訴状によれば、いずれの連携も保有者に持続的なオンチェーンでの実用性は提供されなかった。原告側は、MOTHER購入者がアゼリア氏のビジネスへの持分、ガバナンス権、収益分配などを一切得ていなかったと主張する。
アゼリア氏は2024年5月28日、ソラナ上でMOTHERをローンチした。従来の著名人主導型とは異なる、実用性を組み込んだミームコインと訴求した。
公開から数週間で、MOTHERは約0.23ドル、時価総額は約1億9400万ドルの過去最高値に達した。アゼリア氏は金融機関からの信頼性を高めるため、市場メイカーのウィンターミュート・トレーディングおよびDWFラボと提携したと公表していた。
現在、同トークンは0.001258ドル前後、時価総額は約120万ドルとなっている(Coingecko調べ)。ピーク時から99%以上下落した。
また、トークンのローンチ時には物議も醸した。オンチェーン解析者は、ローンチ時に約200万ドル相当のインサイダー取引の動きを指摘したが、当時アゼリア氏はこれを否定した。
バーウィック法律事務所は、暗号資産分野で最も積極的に消費者保護訴訟を手掛ける原告側法律事務所の1つとなっている。同事務所は過去にもLIBRAトークンやHAWKミームコイン、Believeローンチパッドに関する同様の訴訟を起こし、Pump.funにも矛先を向けている。
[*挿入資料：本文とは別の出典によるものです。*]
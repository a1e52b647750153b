//! Shared server state.
//!
//! The [`Hub`] supervises every piece of cross-session mutable state:
//! the session table, identity reservations, room membership indexes,
//! public keys, and rate windows all live in one [`World`] behind a
//! single lock, so compound mutations (rename above all) are atomic with
//! respect to fan-out. Outbound I/O never happens under the lock: each
//! operation snapshots its recipient set as [`Delivery`] items and the
//! sends run after release.

mod admin_ops;
pub mod identity;
mod messaging;
pub mod rate;
mod room_ops;
pub mod rooms;
pub mod session;

pub use messaging::FLOOD_MESSAGE;
pub use rooms::MAIN_ROOM;
pub use session::{Outbound, Session, SessionId, SessionIdGenerator};

use crate::config::Config;
use crate::db::Database;
use crate::error::DispatchError;
use crate::proto::{now_iso, ServerFrame, UserEntry};
use crate::security::{AdminSecret, BanStore};
use identity::{IdentityError, IdentityRegistry};
use parking_lot::RwLock;
use rate::RateWindow;
use rooms::RoomIndex;
use std::collections::{HashMap, HashSet};
use std::sync::Arc;
use std::time::Instant;
use tokio::sync::mpsc;
use tracing::{info, warn};

/// Capacity of the disconnect worker's queue.
const DISCONNECT_CHANNEL_SIZE: usize = 1024;

/// One queued send, snapshotted under the world lock.
pub(crate) struct Delivery {
    pub sid: SessionId,
    pub tx: mpsc::Sender<Outbound>,
    pub item: Outbound,
}

/// All cross-session mutable state, mutated only under the hub's lock.
pub(crate) struct World {
    pub sessions: HashMap<SessionId, Session>,
    pub identities: IdentityRegistry,
    pub memberships: RoomIndex,
    /// Names of active rooms, mirroring the persisted catalog.
    pub active_rooms: HashSet<String>,
    pub public_keys: HashMap<String, String>,
    pub rate: HashMap<String, RateWindow>,
}

impl World {
    fn user_entry(&self, session: &Session) -> UserEntry {
        UserEntry {
            username: session.username.clone(),
            ip: session.ip.clone(),
            is_admin: session.is_admin,
            joined_at: session.joined_at.clone(),
            public_key: self.public_keys.get(&session.username).cloned(),
        }
    }

    /// Exact-match lookup by display name.
    pub fn find_by_username(&self, name: &str) -> Option<&Session> {
        self.sessions.values().find(|s| s.username == name)
    }

    pub fn users_list_frame(&self) -> ServerFrame {
        let mut users: Vec<UserEntry> =
            self.sessions.values().map(|s| self.user_entry(s)).collect();
        users.sort_by(|a, b| a.username.cmp(&b.username));
        ServerFrame::UsersList { users }
    }

    pub fn room_users_frame(&self, room: &str) -> ServerFrame {
        let mut users: Vec<UserEntry> = self
            .sessions
            .values()
            .filter(|s| self.memberships.is_member(&s.username, room))
            .map(|s| self.user_entry(s))
            .collect();
        users.sort_by(|a, b| a.username.cmp(&b.username));
        ServerFrame::RoomUsersList {
            room_name: room.to_string(),
            users,
        }
    }

    /// Queue a direct frame to one session.
    pub fn to_session(&self, sid: SessionId, frame: &ServerFrame) -> Vec<Delivery> {
        self.sessions
            .get(&sid)
            .map(|s| Delivery {
                sid,
                tx: s.tx.clone(),
                item: Outbound::Frame(frame.to_json()),
            })
            .into_iter()
            .collect()
    }

    /// Queue a frame to every live session.
    pub fn to_all(&self, frame: &ServerFrame) -> Vec<Delivery> {
        let json = frame.to_json();
        self.sessions
            .values()
            .map(|s| Delivery {
                sid: s.id,
                tx: s.tx.clone(),
                item: Outbound::Frame(json.clone()),
            })
            .collect()
    }

    /// Queue a frame to every member of a room, with the room envelope.
    pub fn to_room(
        &self,
        room: &str,
        frame: &ServerFrame,
        exclude: Option<SessionId>,
    ) -> Vec<Delivery> {
        let json = frame.to_json_in(room);
        self.sessions
            .values()
            .filter(|s| exclude != Some(s.id))
            .filter(|s| self.memberships.is_member(&s.username, room))
            .map(|s| Delivery {
                sid: s.id,
                tx: s.tx.clone(),
                item: Outbound::Frame(json.clone()),
            })
            .collect()
    }

    /// Queue a connection close.
    pub fn close_session(&self, sid: SessionId) -> Vec<Delivery> {
        self.sessions
            .get(&sid)
            .map(|s| Delivery {
                sid,
                tx: s.tx.clone(),
                item: Outbound::Close,
            })
            .into_iter()
            .collect()
    }
}

/// Supervisor owning all shared state. Never exposes its containers; every
/// mutation and dependent read goes through a guarded operation.
pub struct Hub {
    world: RwLock<World>,
    pub(crate) db: Database,
    bans: BanStore,
    secret: Arc<AdminSecret>,
    pub(crate) config: Arc<Config>,
    ids: SessionIdGenerator,
    disconnect_tx: mpsc::Sender<SessionId>,
}

impl Hub {
    /// Build the hub. The returned receiver feeds the disconnect worker,
    /// which unregisters peers whose outbound channel broke.
    pub fn new(
        config: Arc<Config>,
        db: Database,
        bans: BanStore,
        secret: Arc<AdminSecret>,
        active_rooms: Vec<String>,
    ) -> (Arc<Self>, mpsc::Receiver<SessionId>) {
        let (disconnect_tx, disconnect_rx) = mpsc::channel(DISCONNECT_CHANNEL_SIZE);
        let world = World {
            sessions: HashMap::new(),
            identities: IdentityRegistry::new(config.security.auto_name_prefix.clone()),
            memberships: RoomIndex::default(),
            active_rooms: active_rooms.into_iter().collect(),
            public_keys: HashMap::new(),
            rate: HashMap::new(),
        };
        let hub = Arc::new(Self {
            world: RwLock::new(world),
            db,
            bans,
            secret,
            config,
            ids: SessionIdGenerator::default(),
            disconnect_tx,
        });
        (hub, disconnect_rx)
    }

    pub(crate) fn world(&self) -> &RwLock<World> {
        &self.world
    }

    pub(crate) fn secret(&self) -> &AdminSecret {
        &self.secret
    }

    pub fn bans(&self) -> &BanStore {
        &self.bans
    }

    pub fn is_admin(&self, sid: SessionId) -> bool {
        self.world
            .read()
            .sessions
            .get(&sid)
            .is_some_and(|s| s.is_admin)
    }

    /// Perform the queued sends. A failed send means the peer's writer is
    /// gone; it is handed to the disconnect worker rather than unregistered
    /// inline, so fan-out from one operation never recurses into another.
    pub(crate) async fn deliver(&self, deliveries: Vec<Delivery>) {
        for d in deliveries {
            if d.tx.send(d.item).await.is_err() {
                let _ = self.disconnect_tx.send(d.sid).await;
            }
        }
    }

    /// Send one frame directly to a session.
    pub async fn send_frame(&self, sid: SessionId, frame: &ServerFrame) {
        let deliveries = self.world.read().to_session(sid, frame);
        self.deliver(deliveries).await;
    }

    /// Active rooms from the catalog, as a `rooms_list` frame. Catalog
    /// failures degrade to an empty listing.
    pub(crate) async fn rooms_list_frame(&self) -> ServerFrame {
        let rooms = match self.db.rooms().list_active().await {
            Ok(rows) => rows
                .into_iter()
                .map(|r| crate::proto::RoomEntry {
                    name: r.name,
                    created_by: r.created_by,
                    created_at: r.created_at,
                })
                .collect(),
            Err(e) => {
                warn!(error = %e, "Failed to list rooms from catalog");
                Vec::new()
            }
        };
        ServerFrame::RoomsList { rooms }
    }

    // ------------------------------------------------------------------
    // Session lifecycle
    // ------------------------------------------------------------------

    /// Admit a connection as a registered session.
    ///
    /// Reserves the identity, rehydrates persisted memberships (always
    /// including `main`), and emits the welcome plus the roster
    /// broadcasts.
    pub async fn register(
        &self,
        tx: mpsc::Sender<Outbound>,
        ip: String,
        requested: Option<&str>,
    ) -> Result<SessionId, DispatchError> {
        let sid = self.ids.next();

        let username = {
            let mut w = self.world.write();
            let username = match requested {
                Some(name) => {
                    w.identities.reserve(name, sid).map_err(|e| match e {
                        IdentityError::Taken => {
                            DispatchError::Conflict(format!("Invalid username: {e}"))
                        }
                        other => DispatchError::Validation(format!("Invalid username: {other}")),
                    })?;
                    name.to_string()
                }
                None => w.identities.reserve_auto(sid),
            };
            w.sessions.insert(
                sid,
                Session {
                    id: sid,
                    username: username.clone(),
                    ip: ip.clone(),
                    is_admin: false,
                    joined_at: now_iso(),
                    last_ping: Instant::now(),
                    tx,
                },
            );
            username
        };

        let rooms = self.rehydrate_rooms(&username).await;
        let rooms_list = self.rooms_list_frame().await;

        let deliveries = {
            let mut w = self.world.write();
            for room in &rooms {
                w.memberships.join(&username, room);
            }
            let mut deliveries = w.to_session(
                sid,
                &ServerFrame::Welcome {
                    username: username.clone(),
                    message: format!("Connected as {username}"),
                    rooms: w.memberships.rooms_of(&username),
                },
            );
            deliveries.extend(w.to_room(
                MAIN_ROOM,
                &ServerFrame::UserJoined {
                    username: username.clone(),
                    message: format!("{username} joined the chat"),
                    timestamp: now_iso(),
                },
                Some(sid),
            ));
            let users = w.users_list_frame();
            deliveries.extend(w.to_all(&users));
            deliveries.extend(w.to_all(&rooms_list));
            for room in &rooms {
                let roster = w.room_users_frame(room);
                deliveries.extend(w.to_room(room, &roster, None));
            }
            deliveries
        };
        self.deliver(deliveries).await;

        info!(%sid, username = %username, ip = %ip, "Session registered");
        Ok(sid)
    }

    /// Load the identity's persisted memberships and force `main`.
    async fn rehydrate_rooms(&self, username: &str) -> Vec<String> {
        let mut rooms = match self.db.rooms().rooms_of(username).await {
            Ok(rooms) => rooms,
            Err(e) => {
                warn!(username = %username, error = %e, "Failed to load memberships from catalog");
                Vec::new()
            }
        };
        if !rooms.iter().any(|r| r == MAIN_ROOM) {
            if let Err(e) = self.db.rooms().join(username, MAIN_ROOM).await {
                warn!(username = %username, error = %e, "Failed to persist main membership");
            }
            rooms.insert(0, MAIN_ROOM.to_string());
        }
        rooms
    }

    /// Drain a session's entire footprint. Idempotent; safe to call from
    /// connection teardown, the disconnect worker, and the sweep at once.
    pub async fn unregister(&self, sid: SessionId) {
        let deliveries = {
            let mut w = self.world.write();
            let Some(session) = w.sessions.remove(&sid) else {
                return;
            };
            let username = session.username;
            let rooms = w.memberships.remove_user(&username);
            w.identities.release(&username);
            w.public_keys.remove(&username);
            w.rate.remove(&username);

            let mut deliveries = Vec::new();
            for room in &rooms {
                deliveries.extend(w.to_room(
                    room,
                    &ServerFrame::UserLeft {
                        username: username.clone(),
                        message: format!("{username} left {room}"),
                        timestamp: now_iso(),
                    },
                    None,
                ));
                let roster = w.room_users_frame(room);
                deliveries.extend(w.to_room(room, &roster, None));
            }
            let users = w.users_list_frame();
            deliveries.extend(w.to_all(&users));
            info!(%sid, username = %username, "Session unregistered");
            deliveries
        };
        self.deliver(deliveries).await;
    }

    /// Application-level ping: refresh liveness and answer `pong`.
    pub async fn ping(&self, sid: SessionId) -> Result<(), DispatchError> {
        let deliveries = {
            let mut w = self.world.write();
            let Some(session) = w.sessions.get_mut(&sid) else {
                return Ok(());
            };
            session.last_ping = Instant::now();
            w.to_session(
                sid,
                &ServerFrame::Pong {
                    timestamp: now_iso(),
                },
            )
        };
        self.deliver(deliveries).await;
        Ok(())
    }

    /// Transport-level pong observed by the connection loop.
    pub fn touch_liveness(&self, sid: SessionId) {
        if let Some(session) = self.world.write().sessions.get_mut(&sid) {
            session.last_ping = Instant::now();
        }
    }

    /// Periodic liveness sweep: ping every live session through its
    /// outbound queue and reap peers whose writer is gone.
    pub async fn sweep(&self) {
        let targets: Vec<(SessionId, mpsc::Sender<Outbound>)> = {
            let w = self.world.read();
            w.sessions.values().map(|s| (s.id, s.tx.clone())).collect()
        };
        let mut dead = Vec::new();
        for (sid, tx) in targets {
            match tx.try_send(Outbound::Ping) {
                Ok(()) => {}
                Err(mpsc::error::TrySendError::Closed(_)) => dead.push(sid),
                // A full queue means the writer is busy, not broken.
                Err(mpsc::error::TrySendError::Full(_)) => {}
            }
        }
        for sid in dead {
            self.unregister(sid).await;
        }
    }
}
MOTHERに関する今回の訴訟もその流れを受けており、証券登録ではなく消費者保護に重点を置いている。
バーウィック法律事務所は、虚偽・欺瞞的商行為に基づき訴訟を組み立てることで、ミームコインが証券に該当するか否かという難問の回避を図っている。
イギー・アゼリア氏は、本訴訟に対し現時点で公の反応を示していない。
現段階ではまだ訴訟初期であり、この種の案件では棄却申し立てがよく見られる。
それでも、今回の訴状提出によって著名人によるミームコインがマーケティング上の不備を巡る集団訴訟の増加リストに新たに加わった形だ。